Sob uma consciência de entes especiais, predeterminados a ser e a estar no
mundo sob prerrogativas de notoriedade e poder inimagináveis, seu pensamento é
como se a vida fosse um eterno jogo, onde não cabe nenhum resquício de pudor.
Mas é justamente nesse ponto, que
eu fico intrigada. Observando com especial atenção ao trivialismo do mundo, não
sinto que a falta de decoro signifique uma eliminação plena e irrestrita do
pudor; mas, se o que aconteceu de fato, foi uma estranha inversão de valores na
sociedade. Sob a lógica do bom senso e de uma relação social harmônica e
equilibrada seria de se pensar que o pudor, ou a vergonha, ou o decoro,
deveriam orientar e agir como freio e contrapeso o ser humano. Assim, ele
pulsaria mais forte nos momentos em que as atitudes se mostrassem inevitavelmente
atos terríveis e cujos desdobramentos só pudessem fomentar o repúdio e a
indignação coletivos. Contudo, subvertendo-se a lógica, perder o decoro nessas
ocasiões parece normalizado e sem poder suficiente de constrangimento, numa
ruptura amoral.
Por outro lado, no considerado
justo bom e belo da vida é que o pudor tem aflorado seu ímpeto.

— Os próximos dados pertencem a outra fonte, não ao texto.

//! # Checkout Form Validation
//!
//! Validates the checkout submission before the Order Writer runs.
//!
//! ## Validation Strategy
//! ```text
//! ┌─────────────────────────────────────────────────────────────────────────┐
//! │                      Validation Layers                                  │
//! │                                                                         │
//! │  Layer 1: Frontend (TypeScript)                                        │
//! │  ├── Basic format checks (empty, length)                               │
//! │  └── Immediate user feedback                                           │
//! │           │                                                             │
//! │           ▼                                                             │
//! │  Layer 2: THIS MODULE (Rust)                                           │
//! │  ├── Every required field checked, ALL violations collected            │
//! │  └── Payment method restricted to the allowed set                      │
//! │           │                                                             │
//! │           ▼                                                             │
//! │  Layer 3: Database (SQLite)                                            │
//! │  ├── NOT NULL constraints                                              │
//! │  ├── UNIQUE constraints (order_number, users.email)                    │
//! │  └── Foreign key constraints                                           │
//! │                                                                         │
//! │  Defense in depth: multiple layers catch different errors              │
//! └─────────────────────────────────────────────────────────────────────────┘
//! ```
//!
//! Errors are collected per-field (not fail-fast) so the checkout page can
//! re-render every invalid input with its own inline message in one pass.

use serde::{Deserialize, Serialize};
use ts_rs::TS;

use crate::error::ValidationError;
use crate::types::PaymentMethod;

/// Result type for validation operations.
pub type ValidationResult<T> = Result<T, Vec<ValidationError>>;

// =============================================================================
// Checkout Form
// =============================================================================

/// The checkout submission: shipping details, payment method, and optional
/// order notes. Field names mirror the form inputs so per-field errors map
/// straight back to the UI.
#[derive(Debug, Clone, Default, Serialize, Deserialize, TS)]
#[serde(rename_all = "camelCase")]
#[ts(export)]
pub struct CheckoutForm {
    pub full_name: String,
    pub email: String,
    pub phone: String,
    pub address: String,
    pub city: String,
    pub region: String,
    pub postal_code: String,
    /// Wire value: one of `credit_card`, `gcash`, `bank_transfer`, `cod`.
    pub payment_method: String,
    /// Optional order notes (delivery instructions etc.).
    pub notes: Option<String>,
}

impl CheckoutForm {
    /// Validates the form, collecting every violation.
    ///
    /// ## Rules
    /// - fullName, email, phone, address, city, region, postalCode must be
    ///   non-empty after trimming
    /// - paymentMethod must parse to one of the accepted methods
    ///
    /// ## Returns
    /// The parsed [`PaymentMethod`] on success, or the complete list of
    /// per-field errors (never a partial report).
    ///
    /// ## Example
    /// ```rust
    /// use artisell_core::checkout::CheckoutForm;
    ///
    /// let form = CheckoutForm {
    ///     payment_method: "gcash".to_string(),
    ///     ..Default::default()
    /// };
    ///
    /// // Every empty required field is reported, in form order
    /// let errors = form.validate().unwrap_err();
    /// assert_eq!(errors.len(), 7);
    /// ```
    pub fn validate(&self) -> ValidationResult<PaymentMethod> {
        let mut errors = Vec::new();

        // Required text fields, in the order they appear on the form
        let required: [(&str, &str); 7] = [
            ("fullName", &self.full_name),
            ("email", &self.email),
            ("phone", &self.phone),
            ("address", &self.address),
            ("city", &self.city),
            ("region", &self.region),
            ("postalCode", &self.postal_code),
        ];

        for (field, value) in required {
            if value.trim().is_empty() {
                errors.push(ValidationError::Required {
                    field: field.to_string(),
                });
            }
        }

        let method = if self.payment_method.trim().is_empty() {
            errors.push(ValidationError::Required {
                field: "paymentMethod".to_string(),
            });
            None
        } else {
            match PaymentMethod::parse(self.payment_method.trim()) {
                Some(m) => Some(m),
                None => {
                    errors.push(ValidationError::NotAllowed {
                        field: "paymentMethod".to_string(),
                        allowed: PaymentMethod::ALL
                            .iter()
                            .map(|m| m.as_str().to_string())
                            .collect(),
                    });
                    None
                }
            }
        };

        match (errors.is_empty(), method) {
            (true, Some(m)) => Ok(m),
            _ => Err(errors),
        }
    }

    /// The notes field normalized: trimmed, `None` if blank.
    pub fn normalized_notes(&self) -> Option<String> {
        self.notes
            .as_deref()
            .map(str::trim)
            .filter(|n| !n.is_empty())
            .map(str::to_string)
    }
}

// =============================================================================
// Unit Tests
// =============================================================================

#[cfg(test)]
mod tests {
    use super::*;

    fn valid_form() -> CheckoutForm {
        CheckoutForm {
            full_name: "Juan Dela Cruz".to_string(),
            email: "juan@example.com".to_string(),
            phone: "+63 912 345 6789".to_string(),
            address: "123 Filipino Art Street".to_string(),
            city: "Makati City".to_string(),
            region: "Metro Manila".to_string(),
            postal_code: "1200".to_string(),
            payment_method: "gcash".to_string(),
            notes: None,
        }
    }

    #[test]
    fn test_valid_form_passes() {
        let method = valid_form().validate().unwrap();
        assert_eq!(method, PaymentMethod::Gcash);
    }

    #[test]
    fn test_missing_field_reported_by_name() {
        let mut form = valid_form();
        form.phone = "   ".to_string();

        let errors = form.validate().unwrap_err();
        assert_eq!(errors.len(), 1);
        assert_eq!(errors[0].field(), "phone");
    }

    #[test]
    fn test_all_violations_collected() {
        let mut form = valid_form();
        form.full_name = String::new();
        form.city = String::new();
        form.payment_method = String::new();

        let errors = form.validate().unwrap_err();
        let fields: Vec<&str> = errors.iter().map(|e| e.field()).collect();
        assert_eq!(fields, vec!["fullName", "city", "paymentMethod"]);
    }

    #[test]
    fn test_invalid_payment_method_rejected() {
        let mut form = valid_form();
        form.payment_method = "invalid_method".to_string();

        let errors = form.validate().unwrap_err();
        assert_eq!(errors.len(), 1);
        assert_eq!(errors[0].field(), "paymentMethod");
        assert!(matches!(errors[0], ValidationError::NotAllowed { .. }));
    }

    #[test]
    fn test_all_payment_methods_accepted() {
        for wire in ["credit_card", "gcash", "bank_transfer", "cod"] {
            let mut form = valid_form();
            form.payment_method = wire.to_string();
            assert!(form.validate().is_ok(), "{wire} should be accepted");
        }
    }

    #[test]
    fn test_normalized_notes() {
        let mut form = valid_form();
        assert_eq!(form.normalized_notes(), None);

        form.notes = Some("   ".to_string());
        assert_eq!(form.normalized_notes(), None);

        form.notes = Some("  leave at the gate  ".to_string());
        assert_eq!(form.normalized_notes(), Some("leave at the gate".to_string()));
    }
}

Vagando entre o
universo consciente e inconsciente do ser, esse sentimento de decoro inibe a
naturalidade da existência humana e restringe costumeira, ou tradicionalmente,
certos comportamentos e pensamentos com o máximo do escrúpulo. Nessa tal ‘cartilha’
imaterial condena-se o amor, o prazer, as escolhas,... ou seja, a liberdade de
ser segundo a própria cabeça. Os olhos parecem cegamente revestidos de uma
imoralidade sufocante, fazendo com que o nariz se contorça em constante
reprovação de tudo e de todos.
Bons modos de braços dados com a decência
e as aparências, ainda no século XXI? Sim. Tabus de outros séculos resistem
bravamente no mundo novo da tecnologia; senão, como justificaríamos o
cyberbullying, por exemplo? O pudor contemporâneo continua não suportando a
realidade da vida. O beijo gay na teledramaturgia ainda representa um imenso
desconforto; assim como, os casamentos e a adoção por casais homo afetivos, a coexistência
sob o prisma da diversidade social, os namorados (a) levarem seus (a) parceiros
(a) para dormir na casa dos pais, enfim...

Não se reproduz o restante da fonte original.